§ Entries provided

****

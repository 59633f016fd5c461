// Copyright 2025 RisingWave Labs
//
// Licensed under the Apache License, Version 2.0 (the "License");
// you may not use this file except in compliance with the License.
// You may obtain a copy of the License at
//
//     http://www.apache.org/licenses/LICENSE-2.0
//
// Unless required by applicable law or agreed to in writing, software
// distributed under the License is distributed on an "AS IS" BASIS,
// WITHOUT WARRANTIES OR CONDITIONS OF ANY KIND, either express or implied.
// See the License for the specific language governing permissions and
// limitations under the License.

//! Shared fixtures for worker and coordinator tests: a recording writer
//! factory, a scripted task context, and record builders.

use std::collections::{BTreeMap, HashMap};
use std::sync::atomic::{AtomicUsize, Ordering};
use std::sync::Arc;

use async_trait::async_trait;
use iceberg_connect_common::types::{TableIdent, TopicPartition};
use iceberg_connect_common::SinkRecord;
use parking_lot::Mutex;
use serde_json::Value;
use uuid::Uuid;

use crate::catalog::{DataFile, FileFormat};
use crate::config::SinkConfig;
use crate::task::SinkTaskContext;
use crate::writer::{TableWriter, WriterFactory, WriterResult};
use crate::Result;

pub(crate) fn test_config(entries: &[(&str, &str)]) -> SinkConfig {
    let props: HashMap<String, String> = entries
        .iter()
        .map(|(k, v)| ((*k).to_owned(), (*v).to_owned()))
        .collect();
    SinkConfig::from_properties(props).unwrap()
}

pub(crate) fn record(
    topic: &str,
    partition: i32,
    offset: i64,
    timestamp_ms: Option<i64>,
    value: Option<Value>,
) -> SinkRecord {
    SinkRecord {
        topic: topic.to_owned(),
        partition,
        offset,
        timestamp_ms,
        key: None,
        value,
    }
}

/// A scripted stand-in for the sink framework.
#[derive(Debug, Default)]
pub(crate) struct TestContext {
    assignment: Mutex<Vec<TopicPartition>>,
    commit_requests: AtomicUsize,
    reset_offsets: Mutex<HashMap<TopicPartition, i64>>,
}

impl TestContext {
    pub fn new(assignment: Vec<TopicPartition>) -> Arc<Self> {
        Arc::new(Self {
            assignment: Mutex::new(assignment),
            ..Default::default()
        })
    }

    pub fn commit_requests(&self) -> usize {
        self.commit_requests.load(Ordering::SeqCst)
    }

    pub fn last_reset(&self) -> HashMap<TopicPartition, i64> {
        self.reset_offsets.lock().clone()
    }
}

impl SinkTaskContext for TestContext {
    fn assignment(&self) -> Vec<TopicPartition> {
        self.assignment.lock().clone()
    }

    fn request_commit(&self) {
        self.commit_requests.fetch_add(1, Ordering::SeqCst);
    }

    fn reset_offsets(&self, offsets: &HashMap<TopicPartition, i64>) {
        *self.reset_offsets.lock() = offsets.clone();
    }
}

/// Buffers records in memory and stages one synthetic data file per closed
/// writer.
#[derive(Debug, Default)]
pub(crate) struct RecordingWriterFactory {
    counters: Arc<WriterCounters>,
}

#[derive(Debug, Default)]
struct WriterCounters {
    created: AtomicUsize,
    completed: AtomicUsize,
    aborted: AtomicUsize,
}

impl RecordingWriterFactory {
    pub fn new() -> Arc<Self> {
        Arc::new(Self::default())
    }

    pub fn created(&self) -> usize {
        self.counters.created.load(Ordering::SeqCst)
    }

    pub fn completed(&self) -> usize {
        self.counters.completed.load(Ordering::SeqCst)
    }

    pub fn aborted(&self) -> usize {
        self.counters.aborted.load(Ordering::SeqCst)
    }
}

struct RecordingWriter {
    table: TableIdent,
    records: Vec<SinkRecord>,
    counters: Arc<WriterCounters>,
}

#[async_trait]
impl TableWriter for RecordingWriter {
    async fn write(&mut self, record: &SinkRecord) -> Result<()> {
        self.records.push(record.clone());
        Ok(())
    }

    async fn complete(self: Box<Self>) -> Result<WriterResult> {
        self.counters.completed.fetch_add(1, Ordering::SeqCst);
        let data_files = if self.records.is_empty() {
            vec![]
        } else {
            vec![DataFile {
                path: format!("mem://{}/{}.parquet", self.table, Uuid::new_v4()),
                format: FileFormat::Parquet,
                partition: BTreeMap::new(),
                record_count: self.records.len() as u64,
                file_size_bytes: self.records.len() as u64 * 128,
            }]
        };
        Ok(WriterResult {
            table: self.table,
            partition_spec_id: 0,
            data_files,
            delete_files: vec![],
        })
    }

    async fn close(self: Box<Self>) -> Result<()> {
        self.counters.aborted.fetch_add(1, Ordering::SeqCst);
        Ok(())
    }
}

#[async_trait]
impl WriterFactory for RecordingWriterFactory {
    async fn create(&self, table: &TableIdent) -> Result<Box<dyn TableWriter>> {
        self.counters.created.fetch_add(1, Ordering::SeqCst);
        Ok(Box::new(RecordingWriter {
            table: table.clone(),
            records: vec![],
            counters: self.counters.clone(),
        }))
    }
}
// Copyright 2025 RisingWave Labs
//
// Licensed under the Apache License, Version 2.0 (the "License");
// you may not use this file except in compliance with the License.
// You may obtain a copy of the License at
//
//     http://www.apache.org/licenses/LICENSE-2.0
//
// Unless required by applicable law or agreed to in writing, software
// distributed under the License is distributed on an "AS IS" BASIS,
// WITHOUT WARRANTIES OR CONDITIONS OF ANY KIND, either express or implied.
// See the License for the specific language governing permissions and
// limitations under the License.

use std::collections::HashMap;
use std::time::Duration;

use anyhow::anyhow;
use iceberg_connect_common::types::TableIdent;
use regex::Regex;
use serde::Deserialize;
use serde_with::formats::CommaSeparator;
use serde_with::{serde_as, DisplayFromStr, StringWithSeparator};

use crate::{ConnectError, Result};

const CATALOG_PROP_PREFIX: &str = "iceberg.catalog.";
const KAFKA_PROP_PREFIX: &str = "iceberg.kafka.";

fn default_control_topic() -> String {
    "control-iceberg".to_owned()
}

fn default_control_group_id() -> String {
    "cg-control-iceberg".to_owned()
}

fn default_commit_interval_ms() -> u64 {
    300_000
}

fn default_commit_timeout_ms() -> u64 {
    600_000
}

/// The flat string properties as handed over by the sink framework.
#[serde_as]
#[derive(Debug, Clone, Deserialize)]
struct RawSinkConfig {
    /// Comma-separated destination table identifiers for static routing.
    #[serde(rename = "iceberg.tables", default)]
    #[serde_as(as = "StringWithSeparator::<CommaSeparator, String>")]
    tables: Vec<String>,

    /// If true, the route value is itself the (lowercased) table name.
    #[serde(rename = "iceberg.tables.dynamic-enabled", default)]
    #[serde_as(as = "DisplayFromStr")]
    dynamic_enabled: bool,

    /// Dotted path into the record value; required for regex and dynamic
    /// routing.
    #[serde(rename = "iceberg.tables.route-field", default)]
    route_field: Option<String>,

    #[serde(rename = "iceberg.control.topic", default = "default_control_topic")]
    control_topic: String,

    #[serde(
        rename = "iceberg.control.group-id",
        default = "default_control_group_id"
    )]
    control_group_id: String,

    #[serde(
        rename = "iceberg.control.commit.interval-ms",
        default = "default_commit_interval_ms"
    )]
    #[serde_as(as = "DisplayFromStr")]
    commit_interval_ms: u64,

    #[serde(
        rename = "iceberg.control.commit.timeout-ms",
        default = "default_commit_timeout_ms"
    )]
    #[serde_as(as = "DisplayFromStr")]
    commit_timeout_ms: u64,

    #[serde(rename = "iceberg.hadoop-conf-dir", default)]
    hadoop_conf_dir: Option<String>,

    /// Everything else: per-table routing regexes plus `iceberg.catalog.*`
    /// and `iceberg.kafka.*` passthrough.
    #[serde(flatten)]
    other: HashMap<String, String>,
}

/// How records map to destination tables.
#[derive(Debug, Clone)]
pub enum Routing {
    /// No route field configured: every record goes to every table.
    All { tables: Vec<TableIdent> },
    /// The extracted route value is matched against each table's regex.
    Regex {
        route_field: String,
        routes: Vec<(TableIdent, Regex)>,
    },
    /// The extracted route value is the table name.
    Dynamic { route_field: String },
}

#[derive(Debug, Clone)]
pub struct SinkConfig {
    raw: RawSinkConfig,
    tables: Vec<TableIdent>,
    routing: Routing,
}

impl SinkConfig {
    pub fn from_properties(properties: HashMap<String, String>) -> Result<Self> {
        let raw: RawSinkConfig =
            serde_json::from_value(serde_json::to_value(properties).unwrap())
                .map_err(|e| ConnectError::Config(anyhow!(e)))?;

        let tables = raw
            .tables
            .iter()
            .map(|t| TableIdent::parse(t))
            .collect::<std::result::Result<Vec<_>, _>>()
            .map_err(|e| ConnectError::Config(anyhow!(e)))?;

        let routing = if raw.dynamic_enabled {
            let route_field = raw.route_field.clone().ok_or_else(|| {
                ConnectError::Config(anyhow!(
                    "iceberg.tables.route-field is required when \
                     iceberg.tables.dynamic-enabled is set"
                ))
            })?;
            Routing::Dynamic { route_field }
        } else if let Some(route_field) = raw.route_field.clone() {
            let mut routes = Vec::with_capacity(tables.len());
            for table in &tables {
                let key = format!("iceberg.tables.{}.route-regex", table);
                if let Some(pattern) = raw.other.get(&key) {
                    let regex = Regex::new(pattern).map_err(|e| {
                        ConnectError::Config(anyhow!("invalid {}: {}", key, e))
                    })?;
                    routes.push((table.clone(), regex));
                }
            }
            if routes.is_empty() {
                return Err(ConnectError::Config(anyhow!(
                    "iceberg.tables.route-field is set but no table defines \
                     a route-regex"
                )));
            }
            Routing::Regex {
                route_field,
                routes,
            }
        } else {
            if tables.is_empty() {
                return Err(ConnectError::Config(anyhow!(
                    "iceberg.tables must name at least one table unless \
                     dynamic routing is enabled"
                )));
            }
            Routing::All {
                tables: tables.clone(),
            }
        };

        Ok(Self {
            raw,
            tables,
            routing,
        })
    }

    pub fn tables(&self) -> &[TableIdent] {
        &self.tables
    }

    pub fn routing(&self) -> &Routing {
        &self.routing
    }

    pub fn control_topic(&self) -> &str {
        &self.raw.control_topic
    }

    pub fn control_group_id(&self) -> &str {
        &self.raw.control_group_id
    }

    pub fn commit_interval(&self) -> Duration {
        Duration::from_millis(self.raw.commit_interval_ms)
    }

    pub fn commit_timeout(&self) -> Duration {
        Duration::from_millis(self.raw.commit_timeout_ms)
    }

    pub fn hadoop_conf_dir(&self) -> Option<&str> {
        self.raw.hadoop_conf_dir.as_deref()
    }

    /// `iceberg.catalog.*` properties with the prefix stripped, handed to
    /// the catalog factory.
    pub fn catalog_props(&self) -> HashMap<String, String> {
        self.strip_prefix(CATALOG_PROP_PREFIX)
    }

    /// `iceberg.kafka.*` client properties for the control cluster.
    pub fn kafka_props(&self) -> HashMap<String, String> {
        self.strip_prefix(KAFKA_PROP_PREFIX)
    }

    fn strip_prefix(&self, prefix: &str) -> HashMap<String, String> {
        self.raw
            .other
            .iter()
            .filter_map(|(k, v)| {
                k.strip_prefix(prefix).map(|k| (k.to_owned(), v.clone()))
            })
            .collect()
    }
}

****

Reproduce only the lines above spanning from the line containing "use crate::task::SinkTaskContext;" through the line containing "pub fn completed(&self)", word for word.

§ Expected answer
use crate::task::SinkTaskContext;
use crate::writer::{TableWriter, WriterFactory, WriterResult};
use crate::Result;

pub(crate) fn test_config(entries: &[(&str, &str)]) -> SinkConfig {
    let props: HashMap<String, String> = entries
        .iter()
        .map(|(k, v)| ((*k).to_owned(), (*v).to_owned()))
        .collect();
    SinkConfig::from_properties(props).unwrap()
}

pub(crate) fn record(
    topic: &str,
    partition: i32,
    offset: i64,
    timestamp_ms: Option<i64>,
    value: Option<Value>,
) -> SinkRecord {
    SinkRecord {
        topic: topic.to_owned(),
        partition,
        offset,
        timestamp_ms,
        key: None,
        value,
    }
}

/// A scripted stand-in for the sink framework.
#[derive(Debug, Default)]
pub(crate) struct TestContext {
    assignment: Mutex<Vec<TopicPartition>>,
    commit_requests: AtomicUsize,
    reset_offsets: Mutex<HashMap<TopicPartition, i64>>,
}

impl TestContext {
    pub fn new(assignment: Vec<TopicPartition>) -> Arc<Self> {
        Arc::new(Self {
            assignment: Mutex::new(assignment),
            ..Default::default()
        })
    }

    pub fn commit_requests(&self) -> usize {
        self.commit_requests.load(Ordering::SeqCst)
    }

    pub fn last_reset(&self) -> HashMap<TopicPartition, i64> {
        self.reset_offsets.lock().clone()
    }
}

impl SinkTaskContext for TestContext {
    fn assignment(&self) -> Vec<TopicPartition> {
        self.assignment.lock().clone()
    }

    fn request_commit(&self) {
        self.commit_requests.fetch_add(1, Ordering::SeqCst);
    }

    fn reset_offsets(&self, offsets: &HashMap<TopicPartition, i64>) {
        *self.reset_offsets.lock() = offsets.clone();
    }
}

/// Buffers records in memory and stages one synthetic data file per closed
/// writer.
#[derive(Debug, Default)]
pub(crate) struct RecordingWriterFactory {
    counters: Arc<WriterCounters>,
}

#[derive(Debug, Default)]
struct WriterCounters {
    created: AtomicUsize,
    completed: AtomicUsize,
    aborted: AtomicUsize,
}

impl RecordingWriterFactory {
    pub fn new() -> Arc<Self> {
        Arc::new(Self::default())
    }

    pub fn created(&self) -> usize {
        self.counters.created.load(Ordering::SeqCst)
    }

    pub fn completed(&self) -> usize {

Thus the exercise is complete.